Andrey Melnichenko. Alexander Gromov / Roscongress

Among the eight billionaires who taken off the Russian Forbes list in 2026, only four were removed because their businesses became less valuable. Three others had their assets nationalized by the state: Dmitry Kamenshchik lost Moscow’s Domodedovo Airport, Konstantin Strukov his gold mining operations and Denis Shtengelov his food conglomerate. Finally, one person, Yandex founder Arkady Volozh, was removed from the list due to renouncing his Russian citizenship.

Overall, Russia’s billionaire class is doing well. In 2026, its collective wealth finally surpassed the 2021 level — $697 billion versus $663 billion. This recovery was made possible by the largely successful export reorientation away from the West, the expanding domestic consumer market and the seizure of Western assets in Russia. Nevertheless, the specter of wartime nationalization looms large and by mid-2026, the drivers of wartime wealth expansion are likely to be exhausted.

Russian oligarchs find themselves in an awkward position. The opportunities for internationalization are severely limited due to Western sanctions. Domestic growth, however, is also problematic. In 2025, Russia’s GDP grew by only 1% while the non-war economy actually contracted. The low-hanging fruit for these tycoons to expand their domestic market share by seizing Western operations in Russia has already been picked. Further expansion at home is probably possible, but it would require a massive long-term investment. Does it make sense to invest, however, if the state can simply nationalize your assets?

Cue Andrey Melnichenko’s profile and op-ed in The Economist. One of the richest men in Russia thanks to his assets in the fertilizer, mining and energy sectors, he has given very few interviews in the past. Now, however, he seized a perfect PR opportunity, with pages upon pages of soft-focus profiling and a platform to publish his own views extensively.

On the most basic level, Melnichenko’s démarche amounts to an extended declaration of loyalty. In a scene worthy of Stalinist propaganda, he describes thanking President Vladimir Putin for helping him understand that “You cannot have one country for making money and another for security, your family’s future and real life” (right after asking anxiously whether the folder on Putin’s table contains any kompromat on him). In his self-penned article, Melnichenko centers the concept of sovereignty (Putin’s favorite term) and declares that “aligning strategy with a state that regards large business as part of its strategic capacity — is the only one that does not require surrendering the future.” 

According to Melnichenko, contracts and investments are best protected by the backing of a strong state.  This is, of course, quite ironic considering the fact that the Russian state is precisely the threat that Melnichenko is trying to defuse, with a profile and op-ed in The Economist as part of that effort. And yet, for an unfathomable reason, Ostrovsky claims that Melnichenko is somehow brave for speaking out, even though his actual words show supreme conformity to Putin’s wishes.

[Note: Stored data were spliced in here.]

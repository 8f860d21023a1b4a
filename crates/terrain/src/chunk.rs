//! Per-chunk state.
//!
//! A terrain chunk is an entity on the streaming grid. Its height map arrives
//! asynchronously once, after which per-LOD meshes are built on demand and
//! cached for the chunk's lifetime. The collider, once attached, is never
//! replaced: re-evaluating it near the proximity threshold would churn the
//! physics mesh for no visual gain.

use std::fmt;
use std::sync::Arc;

use bevy::prelude::*;
use serde::{Deserialize, Serialize};

use crate::config::TerrainSettings;
use crate::heightmap::HeightMap;
use crate::mesh::MeshData;

/// Integer coordinate on the chunk grid.
#[derive(Debug, Clone, Copy, PartialEq, Eq, Hash, Serialize, Deserialize)]
pub struct ChunkCoord {
    pub x: i32,
    pub y: i32,
}

impl ChunkCoord {
    pub fn new(x: i32, y: i32) -> Self {
        Self { x, y }
    }

    /// Grid coordinate containing a world-space (x, z) position.
    pub fn from_world(position: Vec2, chunk_world_size: f32) -> Self {
        Self {
            x: (position.x / chunk_world_size).round() as i32,
            y: (position.y / chunk_world_size).round() as i32,
        }
    }
}

impl fmt::Display for ChunkCoord {
    fn fmt(&self, f: &mut fmt::Formatter<'_>) -> fmt::Result {
        write!(f, "({}, {})", self.x, self.y)
    }
}

/// Axis-aligned square footprint of a chunk in the world XZ plane.
#[derive(Debug, Clone, Copy)]
pub struct ChunkBounds {
    pub center: Vec2,
    pub half_extent: f32,
}

impl ChunkBounds {
    /// Squared distance from `point` to the nearest edge of the box; zero
    /// inside. Visibility and LOD thresholds use this metric rather than
    /// center distance, which matters measurably near chunk borders.
    pub fn sqr_distance(&self, point: Vec2) -> f32 {
        let delta = (point - self.center).abs() - Vec2::splat(self.half_extent);
        delta.max(Vec2::ZERO).length_squared()
    }
}

/// Cache slot for one LOD level's mesh.
///
/// `requested` is sticky: a slot is asked for at most once over the chunk's
/// lifetime, and the built mesh is kept forever.
#[derive(Debug, Clone, Default)]
pub struct LodMeshSlot {
    pub requested: bool,
    pub mesh: Option<Arc<MeshData>>,
}

/// Streaming state for one grid cell.
#[derive(Component)]
pub struct TerrainChunk {
    pub coord: ChunkCoord,
    /// Center of this chunk's height-map sampling window, in samples.
    pub sample_center: Vec2,
    pub bounds: ChunkBounds,
    /// Set exactly once, by the height-map task callback.
    pub height_map: Option<Arc<HeightMap>>,
    /// One slot per configured detail level.
    pub lod_meshes: Vec<LodMeshSlot>,
    /// LOD index of the mesh currently applied for rendering; `None` until
    /// the first mesh lands.
    pub previous_lod_index: Option<usize>,
    pub visible: bool,
    pub has_collider: bool,
}

impl TerrainChunk {
    pub fn new(coord: ChunkCoord, settings: &TerrainSettings) -> Self {
        let world_size = settings.mesh.mesh_world_size();
        let position = Vec2::new(coord.x as f32, coord.y as f32) * world_size;
        Self {
            coord,
            sample_center: position / settings.mesh.mesh_scale,
            bounds: ChunkBounds {
                center: position,
                half_extent: world_size / 2.0,
            },
            height_map: None,
            lod_meshes: vec![LodMeshSlot::default(); settings.detail_levels.len()],
            previous_lod_index: None,
            visible: false,
            has_collider: false,
        }
    }

    /// World-space (x, z) center of the chunk.
    pub fn world_position(&self) -> Vec2 {
        self.bounds.center
    }
}

/// Mesh currently applied for rendering. Inserted (or overwritten) whenever
/// the chunk swaps to a different cached LOD; the renderer reacts to the
/// component change.
#[derive(Component, Clone)]
pub struct ActiveMesh {
    pub lod_index: usize,
    pub mesh: Arc<MeshData>,
}

/// Collision mesh for the physics collaborator. Inserted at most once per
/// chunk.
#[derive(Component, Clone)]
pub struct ChunkCollider {
    pub mesh: Arc<MeshData>,
}

#[cfg(test)]
mod tests {
    use super::*;

    #[test]
    fn test_sqr_distance_is_zero_inside_the_bounds() {
        let bounds = ChunkBounds {
            center: Vec2::new(100.0, 0.0),
            half_extent: 50.0,
        };
        assert_eq!(bounds.sqr_distance(Vec2::new(100.0, 0.0)), 0.0);
        assert_eq!(bounds.sqr_distance(Vec2::new(149.0, 49.0)), 0.0);
    }

    #[test]
    fn test_sqr_distance_measures_to_the_nearest_edge() {
        let bounds = ChunkBounds {
            center: Vec2::ZERO,
            half_extent: 50.0,
        };
        // Straight out along one axis.
        assert_eq!(bounds.sqr_distance(Vec2::new(80.0, 0.0)), 900.0);
        // Diagonal from the corner.
        let d = bounds.sqr_distance(Vec2::new(53.0, 54.0));
        assert!((d - (9.0 + 16.0)).abs() < 1e-4);
    }

    #[test]
    fn test_chunk_coord_from_world_rounds_to_nearest_cell() {
        assert_eq!(
            ChunkCoord::from_world(Vec2::new(49.0, -49.0), 100.0),
            ChunkCoord::new(0, 0)
        );
        assert_eq!(
            ChunkCoord::from_world(Vec2::new(51.0, 149.0), 100.0),
            ChunkCoord::new(1, 1)
        );
    }
}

Melnichenko is not the first Russian billionaire to offer such a declaration of loyalty in the Western press. Back in 2007, Oleg Deripaska famously told The Financial Times: “If the state says we need to give [my company] up, we’ll give it up. I don’t separate myself from the state. I have no other interests.” Despite being almost two decades old, this quote is still relevant to Milnichenko’s most recent loyalty pledge since the mid-2000s were also a difficult period for the Russian billionaire class. Favorable economic conditions produced immense fortunes, yet property rights were uncertain — Putin’s siloviki network was rapidly expanding its footprint in the Russian economy and the Yukos was unnerving other billionaires. In the end, Deripaska was successful and the Kremlin bailed out his business during the 2009 economic crisis. Less a humble servant of the state, he proved to be its cunning beneficiary. Time will tell whether Melnichenko will manage the same feat.

Russian capital is, by necessity, looking inward. The long arm of the United States Treasury can reach Russian companies even in non-Western jurisdictions, severely limiting opportunities for internationalization. What is more, Melnichenko is probably correct in his observation that truly borderless capital is a thing of the past: businesses everywhere are seeking closer ties with their respective nation-states. The problem, however, is that the safety valve of internationalization was precisely what sustained state-business relations in Putin’s Russia before, as multiple researchers have shown. Conditions in Russia were imperfect, yet businessmen could always escape them by living and settling their affairs in London or even simply by sailing around the world for months at a time, as Melnichenko did in his enormous yacht. 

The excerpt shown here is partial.